Ultimately, I think my favorite new character in this film was Maz Kanata, the owner of the bar Solo takes Rey and Finn to where Rey finds Anakin’s (later Luke’s) lightsaber and taps in to her force abilities to see the past. Maz came off to me much as Edna Mode did in The Incredibles, and given the new Disney ties, I almost felt like this was a callback in a way. What makes her character interesting is that she calls upon an old trick where you slow the movie down a little to dispense some much-needed advice to the characters from someone unconnected to any side in the fight or force in the universe. Star Wars is always at its best when it involves non-humanoid characters in some kind of key role, like Nien Nunb and Admiral Ackbar.

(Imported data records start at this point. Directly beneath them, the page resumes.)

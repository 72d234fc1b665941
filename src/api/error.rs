//! Structured API error responses with error codes
//!
//! Every failure leaves the API as
//! `{ success: false, error, message, details?, code, numericCode }`
//! with the code repeated in the `x-error-code` header.

use axum::extract::rejection::JsonRejection;
use axum::http::StatusCode;
use axum::response::{IntoResponse, Response};
use axum::Json;
use serde::{Deserialize, Serialize};

use crate::infra::RelayError;
use crate::report::Reporter;

// ============================================================================
// Error Codes
// ============================================================================

/// Error codes for API responses
///
/// These codes are stable and can be used by clients for programmatic error handling.
#[derive(Debug, Clone, Copy, PartialEq, Eq, Serialize, Deserialize)]
#[serde(rename_all = "SCREAMING_SNAKE_CASE")]
pub enum ErrorCode {
    // Validation errors (3xxx)
    /// Request body is malformed
    InvalidRequestBody,
    /// Required field is missing
    MissingRequiredField,
    /// Field value is invalid
    InvalidFieldValue,

    // Resource errors (4xxx)
    /// No route matches the request
    RouteNotFound,
    /// A proof artifact file does not exist
    ArtifactNotFound,

    // Verification errors (6xxx)
    /// Calldata generation or the on-chain call failed
    VerificationFailed,

    // Infrastructure errors (8xxx)
    /// No default artifacts were configured for `POST /api/verify`
    ArtifactsNotConfigured,
    /// External service unavailable
    ServiceUnavailable,
    /// Internal server error
    InternalError,
}

impl ErrorCode {
    /// Get the numeric code for this error
    pub fn numeric_code(&self) -> u32 {
        match self {
            ErrorCode::InvalidRequestBody => 3001,
            ErrorCode::MissingRequiredField => 3002,
            ErrorCode::InvalidFieldValue => 3003,

            ErrorCode::RouteNotFound => 4001,
            ErrorCode::ArtifactNotFound => 4002,

            ErrorCode::VerificationFailed => 6001,

            ErrorCode::ArtifactsNotConfigured => 8001,
            ErrorCode::ServiceUnavailable => 8002,
            ErrorCode::InternalError => 8999,
        }
    }

    /// Get the HTTP status code for this error
    pub fn http_status(&self) -> StatusCode {
        match self {
            ErrorCode::InvalidRequestBody
            | ErrorCode::MissingRequiredField
            | ErrorCode::InvalidFieldValue
            | ErrorCode::ArtifactNotFound => StatusCode::BAD_REQUEST,

            ErrorCode::RouteNotFound => StatusCode::NOT_FOUND,

            ErrorCode::ArtifactsNotConfigured | ErrorCode::ServiceUnavailable => {
                StatusCode::SERVICE_UNAVAILABLE
            }

            ErrorCode::VerificationFailed | ErrorCode::InternalError => {
                StatusCode::INTERNAL_SERVER_ERROR
            }
        }
    }
}

impl std::fmt::Display for ErrorCode {
    fn fmt(&self, f: &mut std::fmt::Formatter<'_>) -> std::fmt::Result {
        let code_str = match self {
            ErrorCode::InvalidRequestBody => "INVALID_REQUEST_BODY",
            ErrorCode::MissingRequiredField => "MISSING_REQUIRED_FIELD",
            ErrorCode::InvalidFieldValue => "INVALID_FIELD_VALUE",
            ErrorCode::RouteNotFound => "ROUTE_NOT_FOUND",
            ErrorCode::ArtifactNotFound => "ARTIFACT_NOT_FOUND",
            ErrorCode::VerificationFailed => "VERIFICATION_FAILED",
            ErrorCode::ArtifactsNotConfigured => "ARTIFACTS_NOT_CONFIGURED",
            ErrorCode::ServiceUnavailable => "SERVICE_UNAVAILABLE",
            ErrorCode::InternalError => "INTERNAL_ERROR",
        };
        write!(f, "{}", code_str)
    }
}

// ============================================================================
// Structured Error Response
// ============================================================================

/// Structured error response for API endpoints
#[derive(Debug, Clone, Serialize)]
#[serde(rename_all = "camelCase")]
pub struct ApiError {
    /// Always `false`
    pub success: bool,

    /// Short error title
    pub error: String,

    /// Human-readable error message
    pub message: String,

    /// Cause chain, omitted in production
    #[serde(skip_serializing_if = "Option::is_none")]
    pub details: Option<String>,

    /// Machine-readable error code
    pub code: ErrorCode,

    /// Numeric error code for easy categorization
    pub numeric_code: u32,
}

impl ApiError {
    /// Create a new API error
    pub fn new(code: ErrorCode, error: impl Into<String>, message: impl Into<String>) -> Self {
        Self {
            success: false,
            error: error.into(),
            message: message.into(),
            details: None,
            code,
            numeric_code: code.numeric_code(),
        }
    }

    /// Set additional details
    pub fn with_details(mut self, details: Option<String>) -> Self {
        self.details = details;
        self
    }

    /// Get the HTTP status code
    pub fn status(&self) -> StatusCode {
        self.code.http_status()
    }

    /// Map a relay failure, translating the message for end users.
    pub fn from_relay(err: &RelayError, reporter: &Reporter) -> Self {
        let code = match err {
            RelayError::MissingArtifact { .. } => ErrorCode::ArtifactNotFound,
            RelayError::InvalidPayload(_) => ErrorCode::InvalidFieldValue,
            RelayError::Configuration(_) => ErrorCode::InternalError,
            _ => ErrorCode::VerificationFailed,
        };
        let report = reporter.report_error(err);
        ApiError::new(code, "Falha na verificação da prova", report.message)
            .with_details(report.details)
    }
}

impl IntoResponse for ApiError {
    fn into_response(self) -> Response {
        let status = self.status();
        let code_str = self.code.to_string();
        let mut response = (status, Json(self)).into_response();

        // Add error code header for easier debugging
        if let Ok(code_value) = axum::http::HeaderValue::from_str(&code_str) {
            response.headers_mut().insert(
                axum::http::header::HeaderName::from_static("x-error-code"),
                code_value,
            );
        }

        response
    }
}

impl From<JsonRejection> for ApiError {
    fn from(rejection: JsonRejection) -> Self {
        ApiError::new(
            ErrorCode::InvalidRequestBody,
            "Corpo da requisição inválido",
            rejection.body_text(),
        )
    }
}

// ============================================================================
// Helper Functions
// ============================================================================

/// Required request fields are absent or empty
pub fn missing_fields(message: impl Into<String>) -> ApiError {
    ApiError::new(
        ErrorCode::MissingRequiredField,
        "Parâmetros obrigatórios ausentes",
        message,
    )
}

/// A field is present but unusable
pub fn invalid_field(field: &str, message: impl Into<String>) -> ApiError {
    ApiError::new(
        ErrorCode::InvalidFieldValue,
        format!("Campo inválido: {field}"),
        message,
    )
}

/// Fallback for unmatched routes
pub fn route_not_found(method: &str, uri: &str) -> ApiError {
    ApiError::new(
        ErrorCode::RouteNotFound,
        "Rota não encontrada",
        format!("A rota {method} {uri} não existe"),
    )
}

// ============================================================================
// Tests
// ============================================================================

Finally, we got our shot of grizzly-old Luke Skywalker at the very end of the film, and much like Yoda’s retreat at the end of Episode III, it seems Skywalker also high-tailed it before The First Order took hold. Considering how rough-around-the-edges they made Leia and Han, I am hoping his role in the next film is equally as interesting as I presume he will be training Rey in the use of The Force.

As for my predictions for VIII and IX, it depends on how much J.J wants to stick to the original films. Making VIII out to be like Empire Strikes Back would suggest that The First Order, and Kylo Ren, is going to come back and hit hard as Luke and Rey prepare for the final confrontation. I imagine Luke is either going to face Ren and perish, giving Rey the keys to the next generation of Jedi, or he is going to turn Ren back to the light and all three will take on Snoke in a final confrontation. Finn’s role will probably be with The Resistance, or with Rey and Chewbacca in the Falcon. It’s hard for me to tell what they’ll do with him, but hopefully he remains part of The Resistance’s air or ground troops, given his gunnery skills. They will probably introduce more characters in the next film that will carry over in to IX, though I am not sure to what role. If J.J is still sampling some of the old Extended Universe, I wouldn’t mind him casting someone like Thrawn commanding another branch of ex-Empire assets that enters the fray, or Mara Jade to try to kill Luke only to be turned. I guess I will be interested to see where this new trilogy will go.

But overall, Star Wars was awesome. Worth seeing in theaters.